• **EXERCISE**:
Only lines containing the string "freq" belong in the answer; find them in the records and copy them.

• **RECORDS FOR THIS TASK**:
━━━━━━
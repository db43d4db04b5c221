//! End-to-end detection over synthesized audio.

use std::f64::consts::TAU;

use aad::process::{
    EnergyValidator, ReaderOptions, StreamTokenizer, TokenizerMode, WindowReader,
};
use aad::signal::ChannelSelector;
use aad::source::{AudioParams, BufferSource};

const RATE: u32 = 16000;

fn sine_samples(freq: f64, duration: f64, amplitude: f64) -> Vec<i16> {
    let frames = (duration * RATE as f64).round() as usize;
    (0..frames)
        .map(|i| (amplitude * (TAU * freq * i as f64 / RATE as f64).sin()) as i16)
        .collect()
}

fn silence_samples(duration: f64) -> Vec<i16> {
    vec![0i16; (duration * RATE as f64).round() as usize]
}

fn to_bytes(samples: &[i16]) -> Vec<u8> {
    samples.iter().flat_map(|s| s.to_le_bytes()).collect()
}

fn interleave(left: &[i16], right: &[i16]) -> Vec<u8> {
    left.iter()
        .zip(right)
        .flat_map(|(l, r)| {
            let mut frame = l.to_le_bytes().to_vec();
            frame.extend_from_slice(&r.to_le_bytes());
            frame
        })
        .collect()
}

fn run_detection(
    data: Vec<u8>,
    params: AudioParams,
    selector: ChannelSelector,
    mode: TokenizerMode,
) -> Vec<(usize, usize)> {
    let source = Box::new(BufferSource::new(data, params).unwrap());
    let mut reader = WindowReader::new(
        source,
        &ReaderOptions {
            block_dur: 0.01,
            ..Default::default()
        },
    )
    .unwrap();
    reader.open().unwrap();

    let validator = EnergyValidator::new(50.0, params, selector).unwrap();
    // min 0.2 s, max 5 s, max silence 0.3 s at a 0.01 s analysis window
    let mut tokenizer = StreamTokenizer::new(validator, 20, 500, 30, mode).unwrap();
    tokenizer
        .tokenize_to_vec(&mut reader)
        .unwrap()
        .into_iter()
        .map(|token| (token.start, token.end))
        .collect()
}

#[test]
fn tone_between_silences_is_one_detection() {
    let mut samples = silence_samples(0.5);
    samples.extend(sine_samples(400.0, 0.7, 10_000.0));
    samples.extend(silence_samples(0.5));

    let params = AudioParams::new(RATE, 2, 1).unwrap();
    let events = run_detection(
        to_bytes(&samples),
        params,
        ChannelSelector::Any,
        TokenizerMode {
            strict_min_length: false,
            drop_trailing_silence: true,
        },
    );

    assert_eq!(events.len(), 1);
    let (start, end) = events[0];
    // the tone spans windows 50..=119; allow one window of slack
    assert!((49..=51).contains(&start), "start window was {start}");
    assert!((118..=120).contains(&end), "end window was {end}");
}

#[test]
fn trailing_silence_is_kept_without_drop_flag() {
    let mut samples = silence_samples(0.5);
    samples.extend(sine_samples(400.0, 0.7, 10_000.0));
    samples.extend(silence_samples(0.5));

    let params = AudioParams::new(RATE, 2, 1).unwrap();
    let events = run_detection(
        to_bytes(&samples),
        params,
        ChannelSelector::Any,
        TokenizerMode::default(),
    );

    assert_eq!(events.len(), 1);
    let (start, end) = events[0];
    assert!((49..=51).contains(&start));
    // the tolerated 0.3 s of trailing silence (30 windows) stays in
    assert!((148..=150).contains(&end), "end window was {end}");
}

#[test]
fn single_channel_activity_is_seen_by_any_but_not_by_other_channel() {
    let silence = silence_samples(2.0);
    let mut right = silence_samples(0.5);
    right.extend(sine_samples(400.0, 1.0, 10_000.0));
    right.extend(silence_samples(0.5));

    let params = AudioParams::new(RATE, 2, 2).unwrap();
    let data = interleave(&silence, &right);

    let any = run_detection(
        data.clone(),
        params,
        ChannelSelector::Any,
        TokenizerMode::default(),
    );
    assert_eq!(any.len(), 1);

    let left_only = run_detection(
        data.clone(),
        params,
        ChannelSelector::Index(0),
        TokenizerMode::default(),
    );
    assert!(left_only.is_empty());

    let right_only = run_detection(
        data,
        params,
        ChannelSelector::Index(1),
        TokenizerMode::default(),
    );
    assert_eq!(right_only.len(), 1);
}

#[test]
fn multiple_tones_yield_multiple_detections() {
    let mut samples = Vec::new();
    for _ in 0..3 {
        samples.extend(silence_samples(0.5));
        samples.extend(sine_samples(400.0, 0.4, 10_000.0));
    }
    samples.extend(silence_samples(0.5));

    let params = AudioParams::new(RATE, 2, 1).unwrap();
    let events = run_detection(
        to_bytes(&samples),
        params,
        ChannelSelector::Any,
        TokenizerMode {
            strict_min_length: false,
            drop_trailing_silence: true,
        },
    );

    assert_eq!(events.len(), 3);
    for (i, (start, end)) in events.iter().enumerate() {
        let expected_start = 50 + i * 90; // 0.5 s silence + 0.4 s tone per cycle
        assert!(
            start.abs_diff(expected_start) <= 1,
            "event {i} started at window {start}"
        );
        assert!(end > start);
    }
}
━━━━━━
• **RESULT BELOW**:
fn sine_samples(freq: f64, duration: f64, amplitude: f64) -> Vec<i16> {
        .map(|i| (amplitude * (TAU * freq * i as f64 / RATE as f64).sin()) as i16)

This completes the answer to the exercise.